TASK DESCRIPTION.
From the first line to the last, output the entries exactly.

MATERIAL SHOWN.
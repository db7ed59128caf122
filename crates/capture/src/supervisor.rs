use crate::state::CaptureState;
use crate::{CaptureSink, SpeechCapture};

/// What a start request amounted to. Capability absence and a runtime start
/// failure are different conditions: the first gets a user-visible notice,
/// the second is reported through a `State { Stopped, error }` event.
#[derive(Debug, Clone, Copy, PartialEq, Eq)]
pub enum StartOutcome {
    Started,
    Unsupported,
    Failed,
}

/// Keeps a capture backend in the state the caller asked for.
///
/// Tracks desired-running separately from the actual [`CaptureState`], so a
/// backend that terminates on its own while still wanted gets a best-effort
/// restart. The restart swallows its own failure: it is logged and surfaced
/// as a `State { Stopped, error }` notification, never propagated.
pub struct CaptureSupervisor<B> {
    backend: B,
    sink: CaptureSink,
    state: CaptureState,
    desired_running: bool,
}

impl<B: SpeechCapture> CaptureSupervisor<B> {
    pub fn new(backend: B, sink: CaptureSink) -> Self {
        Self {
            backend,
            sink,
            state: CaptureState::Idle,
            desired_running: false,
        }
    }

    pub fn state(&self) -> CaptureState {
        self.state
    }

    pub fn supported(&self) -> bool {
        self.backend.supported()
    }

    /// Start capture. Idempotent: a start while running is a no-op.
    pub fn start(&mut self) -> StartOutcome {
        if !self.backend.supported() {
            tracing::info!("capture_unsupported");
            return StartOutcome::Unsupported;
        }
        if self.desired_running {
            return StartOutcome::Started;
        }
        self.desired_running = true;
        match self.backend.start(self.sink.clone()) {
            Ok(()) => {
                self.transition(CaptureState::Running, None);
                StartOutcome::Started
            }
            Err(err) => {
                self.desired_running = false;
                self.transition(CaptureState::Stopped, Some(err.to_string()));
                StartOutcome::Failed
            }
        }
    }

    /// Stop capture. Idempotent: a stop while stopped is a no-op.
    pub fn stop(&mut self) {
        if !self.desired_running && !self.state.is_running() {
            return;
        }
        self.desired_running = false;
        self.backend.stop();
        self.transition(CaptureState::Stopped, None);
    }

    /// Handle a spontaneous backend termination. While still
    /// desired-running this restarts the backend; otherwise it is the tail
    /// end of a requested stop and nothing happens.
    pub fn on_backend_ended(&mut self) {
        if !self.desired_running {
            return;
        }
        self.transition(CaptureState::Restarting, None);
        match self.backend.start(self.sink.clone()) {
            Ok(()) => self.transition(CaptureState::Running, None),
            Err(err) => {
                tracing::warn!(error = %err, "capture_restart_failed");
                self.desired_running = false;
                self.transition(CaptureState::Stopped, Some(err.to_string()));
            }
        }
    }

    /// Teardown: stop the backend regardless of how we got here. Safe to
    /// call even if start was never invoked.
    pub fn shutdown(&mut self) {
        self.desired_running = false;
        self.backend.stop();
        if self.state != CaptureState::Stopped {
            self.transition(CaptureState::Stopped, None);
        }
    }

    fn transition(&mut self, next: CaptureState, error: Option<String>) {
        // a same-state notification carries a fault description without
        // being a transition
        if self.state != next {
            debug_assert!(
                self.state.can_transition(next),
                "illegal capture transition {:?} -> {next:?}",
                self.state
            );
            self.state = next;
        }
        self.sink.state(next, error);
    }
}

RESPONSE FOR THIS EXERCISE.
repository db7ed59128caf122
filename crates/capture/src/supervisor.rs
use crate::state::CaptureState;
use crate::{CaptureSink, SpeechCapture};

/// What a start request amounted to. Capability absence and a runtime start
/// failure are different conditions: the first gets a user-visible notice,
/// the second is reported through a `State { Stopped, error }` event.
#[derive(Debug, Clone, Copy, PartialEq, Eq)]
pub enum StartOutcome {
    Started,
    Unsupported,
    Failed,
}

/// Keeps a capture backend in the state the caller asked for.
///
/// Tracks desired-running separately from the actual [`CaptureState`], so a
/// backend that terminates on its own while still wanted gets a best-effort
/// restart. The restart swallows its own failure: it is logged and surfaced
/// as a `State { Stopped, error }` notification, never propagated.
pub struct CaptureSupervisor<B> {
    backend: B,
    sink: CaptureSink,
    state: CaptureState,
    desired_running: bool,
}

impl<B: SpeechCapture> CaptureSupervisor<B> {
    pub fn new(backend: B, sink: CaptureSink) -> Self {
        Self {
            backend,
            sink,
            state: CaptureState::Idle,
            desired_running: false,
        }
    }

    pub fn state(&self) -> CaptureState {
        self.state
    }

    pub fn supported(&self) -> bool {
        self.backend.supported()
    }

    /// Start capture. Idempotent: a start while running is a no-op.
    pub fn start(&mut self) -> StartOutcome {
        if !self.backend.supported() {
            tracing::info!("capture_unsupported");
            return StartOutcome::Unsupported;
        }
        if self.desired_running {
            return StartOutcome::Started;
        }
        self.desired_running = true;
        match self.backend.start(self.sink.clone()) {
            Ok(()) => {
                self.transition(CaptureState::Running, None);
                StartOutcome::Started
            }
            Err(err) => {
                self.desired_running = false;
                self.transition(CaptureState::Stopped, Some(err.to_string()));
                StartOutcome::Failed
            }
        }
    }

    /// Stop capture. Idempotent: a stop while stopped is a no-op.
    pub fn stop(&mut self) {
        if !self.desired_running && !self.state.is_running() {
            return;
        }
        self.desired_running = false;
        self.backend.stop();
        self.transition(CaptureState::Stopped, None);
    }

    /// Handle a spontaneous backend termination. While still
    /// desired-running this restarts the backend; otherwise it is the tail
    /// end of a requested stop and nothing happens.
    pub fn on_backend_ended(&mut self) {
        if !self.desired_running {
            return;
        }
        self.transition(CaptureState::Restarting, None);
        match self.backend.start(self.sink.clone()) {
            Ok(()) => self.transition(CaptureState::Running, None),
            Err(err) => {
                tracing::warn!(error = %err, "capture_restart_failed");
                self.desired_running = false;
                self.transition(CaptureState::Stopped, Some(err.to_string()));
            }
        }
    }

    /// Teardown: stop the backend regardless of how we got here. Safe to
    /// call even if start was never invoked.
    pub fn shutdown(&mut self) {
        self.desired_running = false;
        self.backend.stop();
        if self.state != CaptureState::Stopped {
            self.transition(CaptureState::Stopped, None);
        }
    }

    fn transition(&mut self, next: CaptureState, error: Option<String>) {
        // a same-state notification carries a fault description without
        // being a transition
        if self.state != next {
            debug_assert!(
                self.state.can_transition(next),
                "illegal capture transition {:?} -> {next:?}",
                self.state
            );
            self.state = next;
        }
        self.sink.state(next, error);
    }
}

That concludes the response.